Your answer must be every line of the data that contains "present".

────────

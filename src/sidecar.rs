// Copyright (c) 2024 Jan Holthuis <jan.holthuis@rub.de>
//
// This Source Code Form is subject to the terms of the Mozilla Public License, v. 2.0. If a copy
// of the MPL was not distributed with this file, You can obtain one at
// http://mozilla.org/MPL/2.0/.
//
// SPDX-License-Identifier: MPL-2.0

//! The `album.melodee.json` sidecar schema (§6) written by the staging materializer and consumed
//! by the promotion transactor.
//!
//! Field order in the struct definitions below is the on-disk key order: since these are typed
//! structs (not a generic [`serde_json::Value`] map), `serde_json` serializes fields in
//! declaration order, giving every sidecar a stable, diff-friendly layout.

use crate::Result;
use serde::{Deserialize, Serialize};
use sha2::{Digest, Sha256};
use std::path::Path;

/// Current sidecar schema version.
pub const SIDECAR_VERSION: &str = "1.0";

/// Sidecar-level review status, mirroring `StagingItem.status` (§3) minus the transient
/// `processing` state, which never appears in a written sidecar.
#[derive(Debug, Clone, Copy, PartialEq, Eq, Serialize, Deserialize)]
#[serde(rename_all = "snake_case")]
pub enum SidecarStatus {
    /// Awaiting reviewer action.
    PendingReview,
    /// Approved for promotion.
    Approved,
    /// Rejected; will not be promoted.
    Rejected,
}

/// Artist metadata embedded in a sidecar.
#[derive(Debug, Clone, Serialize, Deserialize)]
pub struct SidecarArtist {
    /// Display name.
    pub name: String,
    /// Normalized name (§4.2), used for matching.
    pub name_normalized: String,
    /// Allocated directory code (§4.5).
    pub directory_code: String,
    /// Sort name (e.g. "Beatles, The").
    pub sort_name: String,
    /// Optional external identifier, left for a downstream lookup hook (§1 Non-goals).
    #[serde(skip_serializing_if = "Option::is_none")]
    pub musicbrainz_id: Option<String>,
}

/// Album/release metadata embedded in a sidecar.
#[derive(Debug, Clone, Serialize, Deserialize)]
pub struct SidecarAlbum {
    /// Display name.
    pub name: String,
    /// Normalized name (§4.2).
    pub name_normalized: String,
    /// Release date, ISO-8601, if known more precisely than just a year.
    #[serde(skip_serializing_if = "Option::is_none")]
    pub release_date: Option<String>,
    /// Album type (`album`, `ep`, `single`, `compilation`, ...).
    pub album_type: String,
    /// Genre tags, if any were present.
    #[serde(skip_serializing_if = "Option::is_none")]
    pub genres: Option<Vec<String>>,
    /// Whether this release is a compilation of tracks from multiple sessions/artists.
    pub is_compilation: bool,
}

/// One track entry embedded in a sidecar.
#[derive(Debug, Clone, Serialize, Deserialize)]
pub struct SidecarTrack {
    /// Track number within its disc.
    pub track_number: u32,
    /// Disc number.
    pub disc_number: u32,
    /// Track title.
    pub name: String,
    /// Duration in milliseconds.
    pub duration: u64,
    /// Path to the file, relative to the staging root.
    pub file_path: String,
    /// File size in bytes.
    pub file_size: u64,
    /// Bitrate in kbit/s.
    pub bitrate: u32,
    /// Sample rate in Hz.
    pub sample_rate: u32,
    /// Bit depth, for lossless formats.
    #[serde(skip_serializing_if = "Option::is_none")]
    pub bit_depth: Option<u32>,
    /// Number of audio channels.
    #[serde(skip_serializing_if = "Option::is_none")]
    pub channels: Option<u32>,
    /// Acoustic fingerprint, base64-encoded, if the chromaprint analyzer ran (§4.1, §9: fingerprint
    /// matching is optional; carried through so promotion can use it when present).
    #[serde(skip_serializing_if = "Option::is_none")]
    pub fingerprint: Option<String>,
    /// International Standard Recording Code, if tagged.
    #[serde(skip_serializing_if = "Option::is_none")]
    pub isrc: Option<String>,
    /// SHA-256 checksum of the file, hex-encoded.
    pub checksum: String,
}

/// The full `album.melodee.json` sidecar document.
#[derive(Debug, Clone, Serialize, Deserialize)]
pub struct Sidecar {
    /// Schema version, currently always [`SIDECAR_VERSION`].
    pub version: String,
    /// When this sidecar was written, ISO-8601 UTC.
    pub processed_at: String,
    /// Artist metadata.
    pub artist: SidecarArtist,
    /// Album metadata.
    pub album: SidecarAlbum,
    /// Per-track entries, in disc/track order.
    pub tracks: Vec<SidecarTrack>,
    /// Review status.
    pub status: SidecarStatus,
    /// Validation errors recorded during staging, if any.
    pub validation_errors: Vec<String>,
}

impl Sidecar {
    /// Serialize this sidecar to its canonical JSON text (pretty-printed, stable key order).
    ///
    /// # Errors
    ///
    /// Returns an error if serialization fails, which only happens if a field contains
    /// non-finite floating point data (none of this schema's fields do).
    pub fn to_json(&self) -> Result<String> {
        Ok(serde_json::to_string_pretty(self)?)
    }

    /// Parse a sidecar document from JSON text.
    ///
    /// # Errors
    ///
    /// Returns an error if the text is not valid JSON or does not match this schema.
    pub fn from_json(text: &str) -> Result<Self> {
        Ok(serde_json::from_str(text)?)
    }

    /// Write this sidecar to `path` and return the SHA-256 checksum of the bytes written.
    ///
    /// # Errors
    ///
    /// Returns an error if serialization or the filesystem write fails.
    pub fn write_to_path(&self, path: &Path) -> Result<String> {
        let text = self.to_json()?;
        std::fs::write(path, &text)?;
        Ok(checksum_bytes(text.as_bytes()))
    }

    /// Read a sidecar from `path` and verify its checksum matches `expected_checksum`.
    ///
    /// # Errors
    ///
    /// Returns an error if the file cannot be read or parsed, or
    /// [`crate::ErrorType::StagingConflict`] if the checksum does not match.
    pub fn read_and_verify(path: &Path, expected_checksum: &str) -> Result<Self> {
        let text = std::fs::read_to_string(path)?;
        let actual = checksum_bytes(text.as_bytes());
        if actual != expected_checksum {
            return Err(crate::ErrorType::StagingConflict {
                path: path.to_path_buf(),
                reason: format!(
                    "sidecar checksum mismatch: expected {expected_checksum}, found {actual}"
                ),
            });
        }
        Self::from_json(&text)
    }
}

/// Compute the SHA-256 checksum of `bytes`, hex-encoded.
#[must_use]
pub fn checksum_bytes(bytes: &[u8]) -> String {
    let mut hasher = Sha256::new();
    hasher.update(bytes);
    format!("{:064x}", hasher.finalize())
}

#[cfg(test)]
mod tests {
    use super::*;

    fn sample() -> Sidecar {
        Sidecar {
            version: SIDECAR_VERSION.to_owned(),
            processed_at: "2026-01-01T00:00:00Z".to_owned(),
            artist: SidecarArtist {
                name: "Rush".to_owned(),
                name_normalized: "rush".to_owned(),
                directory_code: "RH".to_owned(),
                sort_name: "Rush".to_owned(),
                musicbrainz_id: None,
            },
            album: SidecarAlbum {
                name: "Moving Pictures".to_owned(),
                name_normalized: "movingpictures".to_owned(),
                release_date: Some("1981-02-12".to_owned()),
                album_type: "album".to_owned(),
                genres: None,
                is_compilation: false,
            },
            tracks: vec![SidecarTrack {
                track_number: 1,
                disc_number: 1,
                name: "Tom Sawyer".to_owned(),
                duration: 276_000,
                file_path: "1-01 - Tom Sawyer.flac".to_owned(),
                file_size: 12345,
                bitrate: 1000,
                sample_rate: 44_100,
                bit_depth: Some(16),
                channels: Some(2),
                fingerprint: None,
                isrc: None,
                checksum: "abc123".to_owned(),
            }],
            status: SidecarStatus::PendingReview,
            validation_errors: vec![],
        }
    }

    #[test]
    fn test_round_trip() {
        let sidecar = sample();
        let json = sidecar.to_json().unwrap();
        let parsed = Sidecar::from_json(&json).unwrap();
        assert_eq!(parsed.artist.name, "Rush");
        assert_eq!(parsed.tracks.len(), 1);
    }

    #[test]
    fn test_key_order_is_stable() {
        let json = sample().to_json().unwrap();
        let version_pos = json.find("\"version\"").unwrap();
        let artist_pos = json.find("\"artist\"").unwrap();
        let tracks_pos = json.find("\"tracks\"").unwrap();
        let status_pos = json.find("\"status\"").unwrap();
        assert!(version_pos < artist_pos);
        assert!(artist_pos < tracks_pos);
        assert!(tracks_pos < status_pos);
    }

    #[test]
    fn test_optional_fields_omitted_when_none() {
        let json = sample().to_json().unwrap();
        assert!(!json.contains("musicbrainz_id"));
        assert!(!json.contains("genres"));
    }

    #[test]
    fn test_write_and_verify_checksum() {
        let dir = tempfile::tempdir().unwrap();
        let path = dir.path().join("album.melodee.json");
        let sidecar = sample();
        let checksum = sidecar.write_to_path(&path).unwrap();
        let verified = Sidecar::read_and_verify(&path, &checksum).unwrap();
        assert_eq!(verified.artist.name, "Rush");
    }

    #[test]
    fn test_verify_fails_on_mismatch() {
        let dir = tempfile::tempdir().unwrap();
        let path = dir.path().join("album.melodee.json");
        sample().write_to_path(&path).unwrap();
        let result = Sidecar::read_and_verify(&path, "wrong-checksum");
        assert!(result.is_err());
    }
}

────────

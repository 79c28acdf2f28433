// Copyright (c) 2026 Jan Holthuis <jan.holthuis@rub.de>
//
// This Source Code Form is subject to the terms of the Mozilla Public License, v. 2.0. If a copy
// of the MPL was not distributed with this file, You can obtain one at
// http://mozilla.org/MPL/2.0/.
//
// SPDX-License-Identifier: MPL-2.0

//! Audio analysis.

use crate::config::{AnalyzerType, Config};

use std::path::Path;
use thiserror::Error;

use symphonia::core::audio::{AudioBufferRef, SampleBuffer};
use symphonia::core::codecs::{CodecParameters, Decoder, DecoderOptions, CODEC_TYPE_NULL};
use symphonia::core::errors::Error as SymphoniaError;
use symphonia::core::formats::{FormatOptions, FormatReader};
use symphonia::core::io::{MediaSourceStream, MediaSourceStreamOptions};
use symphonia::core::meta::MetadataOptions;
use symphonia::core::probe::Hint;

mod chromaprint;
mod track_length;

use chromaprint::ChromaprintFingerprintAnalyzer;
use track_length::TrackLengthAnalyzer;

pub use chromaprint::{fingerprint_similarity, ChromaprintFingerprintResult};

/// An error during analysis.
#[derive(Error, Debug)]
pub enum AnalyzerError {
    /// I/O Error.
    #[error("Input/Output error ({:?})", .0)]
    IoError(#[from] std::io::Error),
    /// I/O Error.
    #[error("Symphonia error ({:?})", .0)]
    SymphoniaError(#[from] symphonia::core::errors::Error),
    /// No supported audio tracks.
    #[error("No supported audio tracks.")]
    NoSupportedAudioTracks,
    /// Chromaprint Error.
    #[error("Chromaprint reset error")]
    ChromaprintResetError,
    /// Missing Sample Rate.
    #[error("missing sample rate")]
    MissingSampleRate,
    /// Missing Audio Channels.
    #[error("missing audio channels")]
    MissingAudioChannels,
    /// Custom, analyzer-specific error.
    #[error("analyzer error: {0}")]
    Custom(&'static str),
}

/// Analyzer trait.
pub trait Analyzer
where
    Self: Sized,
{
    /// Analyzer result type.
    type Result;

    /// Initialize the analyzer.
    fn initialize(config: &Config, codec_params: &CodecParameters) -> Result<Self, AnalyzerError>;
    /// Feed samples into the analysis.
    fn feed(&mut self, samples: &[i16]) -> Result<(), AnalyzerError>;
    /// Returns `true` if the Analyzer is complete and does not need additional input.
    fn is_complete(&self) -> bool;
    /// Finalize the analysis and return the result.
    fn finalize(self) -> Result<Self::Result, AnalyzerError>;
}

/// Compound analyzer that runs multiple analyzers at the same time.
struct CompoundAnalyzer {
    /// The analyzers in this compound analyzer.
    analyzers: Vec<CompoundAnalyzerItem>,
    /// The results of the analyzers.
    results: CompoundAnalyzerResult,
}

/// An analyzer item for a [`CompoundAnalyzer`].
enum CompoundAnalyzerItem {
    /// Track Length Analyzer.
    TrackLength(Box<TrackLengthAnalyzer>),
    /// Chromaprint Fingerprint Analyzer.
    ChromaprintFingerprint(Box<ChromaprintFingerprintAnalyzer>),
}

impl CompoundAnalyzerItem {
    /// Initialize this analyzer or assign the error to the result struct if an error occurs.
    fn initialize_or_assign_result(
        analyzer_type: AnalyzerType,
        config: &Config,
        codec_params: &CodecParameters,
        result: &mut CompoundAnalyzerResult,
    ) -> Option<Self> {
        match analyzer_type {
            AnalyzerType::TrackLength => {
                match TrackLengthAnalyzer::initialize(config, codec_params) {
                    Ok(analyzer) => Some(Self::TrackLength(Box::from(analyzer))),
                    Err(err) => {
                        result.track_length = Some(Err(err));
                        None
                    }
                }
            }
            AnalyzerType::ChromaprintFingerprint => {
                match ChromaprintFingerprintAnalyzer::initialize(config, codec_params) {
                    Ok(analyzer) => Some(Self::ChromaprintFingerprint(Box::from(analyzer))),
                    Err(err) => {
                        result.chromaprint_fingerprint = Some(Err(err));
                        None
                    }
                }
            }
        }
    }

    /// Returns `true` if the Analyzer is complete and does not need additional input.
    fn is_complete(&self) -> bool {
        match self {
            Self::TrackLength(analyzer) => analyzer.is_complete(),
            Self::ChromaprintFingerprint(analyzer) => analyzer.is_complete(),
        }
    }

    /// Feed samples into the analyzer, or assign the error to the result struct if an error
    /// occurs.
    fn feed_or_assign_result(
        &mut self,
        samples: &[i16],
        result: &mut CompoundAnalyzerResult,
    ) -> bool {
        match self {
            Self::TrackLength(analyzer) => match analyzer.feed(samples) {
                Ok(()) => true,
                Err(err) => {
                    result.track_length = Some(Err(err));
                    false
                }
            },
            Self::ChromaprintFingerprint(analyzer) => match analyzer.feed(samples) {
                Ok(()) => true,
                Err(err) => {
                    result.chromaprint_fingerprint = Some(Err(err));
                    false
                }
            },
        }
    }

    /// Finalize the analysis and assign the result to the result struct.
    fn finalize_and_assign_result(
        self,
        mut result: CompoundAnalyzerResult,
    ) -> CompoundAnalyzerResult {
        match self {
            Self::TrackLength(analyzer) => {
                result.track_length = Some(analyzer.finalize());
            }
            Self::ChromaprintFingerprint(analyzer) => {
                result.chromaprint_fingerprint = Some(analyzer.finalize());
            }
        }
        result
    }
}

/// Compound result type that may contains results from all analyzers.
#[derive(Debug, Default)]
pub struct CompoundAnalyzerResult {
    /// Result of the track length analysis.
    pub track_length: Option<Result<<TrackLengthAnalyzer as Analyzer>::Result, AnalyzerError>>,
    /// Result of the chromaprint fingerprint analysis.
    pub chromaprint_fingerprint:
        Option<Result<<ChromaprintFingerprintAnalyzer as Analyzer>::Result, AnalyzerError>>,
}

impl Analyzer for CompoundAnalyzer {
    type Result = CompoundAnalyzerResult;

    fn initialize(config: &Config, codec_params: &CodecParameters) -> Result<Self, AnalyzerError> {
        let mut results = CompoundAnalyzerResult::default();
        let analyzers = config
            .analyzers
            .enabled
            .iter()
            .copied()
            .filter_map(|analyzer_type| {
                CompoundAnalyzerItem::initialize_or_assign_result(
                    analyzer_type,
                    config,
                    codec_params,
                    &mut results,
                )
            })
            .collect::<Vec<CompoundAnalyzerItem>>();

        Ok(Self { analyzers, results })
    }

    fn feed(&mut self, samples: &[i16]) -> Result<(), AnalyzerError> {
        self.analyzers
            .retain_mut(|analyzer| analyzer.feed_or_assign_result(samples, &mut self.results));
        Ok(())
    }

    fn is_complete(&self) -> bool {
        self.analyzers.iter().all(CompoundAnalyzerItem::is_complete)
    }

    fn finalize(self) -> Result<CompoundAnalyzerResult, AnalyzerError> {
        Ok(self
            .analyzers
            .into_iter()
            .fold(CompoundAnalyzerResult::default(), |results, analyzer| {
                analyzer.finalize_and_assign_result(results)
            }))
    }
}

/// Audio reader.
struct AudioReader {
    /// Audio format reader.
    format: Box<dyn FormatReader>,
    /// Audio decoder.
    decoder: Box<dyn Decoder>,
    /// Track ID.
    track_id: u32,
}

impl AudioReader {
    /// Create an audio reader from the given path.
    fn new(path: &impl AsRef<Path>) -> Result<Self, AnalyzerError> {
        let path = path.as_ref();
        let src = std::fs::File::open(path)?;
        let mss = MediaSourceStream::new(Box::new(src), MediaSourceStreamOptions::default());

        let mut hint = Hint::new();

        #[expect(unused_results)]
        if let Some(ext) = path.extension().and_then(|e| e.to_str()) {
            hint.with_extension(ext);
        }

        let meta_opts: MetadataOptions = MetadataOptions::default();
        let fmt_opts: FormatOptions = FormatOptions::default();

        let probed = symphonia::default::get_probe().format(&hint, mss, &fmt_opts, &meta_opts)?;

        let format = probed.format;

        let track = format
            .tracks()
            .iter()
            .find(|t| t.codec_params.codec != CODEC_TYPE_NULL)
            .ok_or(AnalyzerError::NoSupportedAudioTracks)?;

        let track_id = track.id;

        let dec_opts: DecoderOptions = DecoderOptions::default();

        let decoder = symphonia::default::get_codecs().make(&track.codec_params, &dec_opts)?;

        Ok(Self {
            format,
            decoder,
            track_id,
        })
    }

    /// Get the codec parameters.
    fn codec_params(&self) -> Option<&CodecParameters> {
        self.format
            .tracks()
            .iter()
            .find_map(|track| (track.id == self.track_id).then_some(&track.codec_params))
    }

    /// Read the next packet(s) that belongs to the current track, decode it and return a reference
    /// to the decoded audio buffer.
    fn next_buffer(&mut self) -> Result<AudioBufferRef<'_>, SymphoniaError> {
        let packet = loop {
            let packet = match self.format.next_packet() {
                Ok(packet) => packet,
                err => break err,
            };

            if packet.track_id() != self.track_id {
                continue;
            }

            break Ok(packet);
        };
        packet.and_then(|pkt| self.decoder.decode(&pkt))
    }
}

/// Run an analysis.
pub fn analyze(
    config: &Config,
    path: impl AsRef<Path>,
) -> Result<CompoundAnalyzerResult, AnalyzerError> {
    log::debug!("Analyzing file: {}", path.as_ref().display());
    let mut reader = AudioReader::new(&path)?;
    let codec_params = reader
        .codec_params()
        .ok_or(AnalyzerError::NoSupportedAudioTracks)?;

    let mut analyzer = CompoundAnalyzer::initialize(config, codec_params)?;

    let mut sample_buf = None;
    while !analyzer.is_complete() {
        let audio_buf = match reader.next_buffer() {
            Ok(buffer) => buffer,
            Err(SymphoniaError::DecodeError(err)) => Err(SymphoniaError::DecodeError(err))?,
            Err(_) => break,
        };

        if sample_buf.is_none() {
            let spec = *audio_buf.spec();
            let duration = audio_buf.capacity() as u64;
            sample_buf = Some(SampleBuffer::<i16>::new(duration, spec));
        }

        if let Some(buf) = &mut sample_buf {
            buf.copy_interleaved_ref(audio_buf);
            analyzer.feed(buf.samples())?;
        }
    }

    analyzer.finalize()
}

────────

> [Solution for this exercise]
    /// Genre tags, if any were present.
    /// matching is optional; carried through so promotion can use it when present).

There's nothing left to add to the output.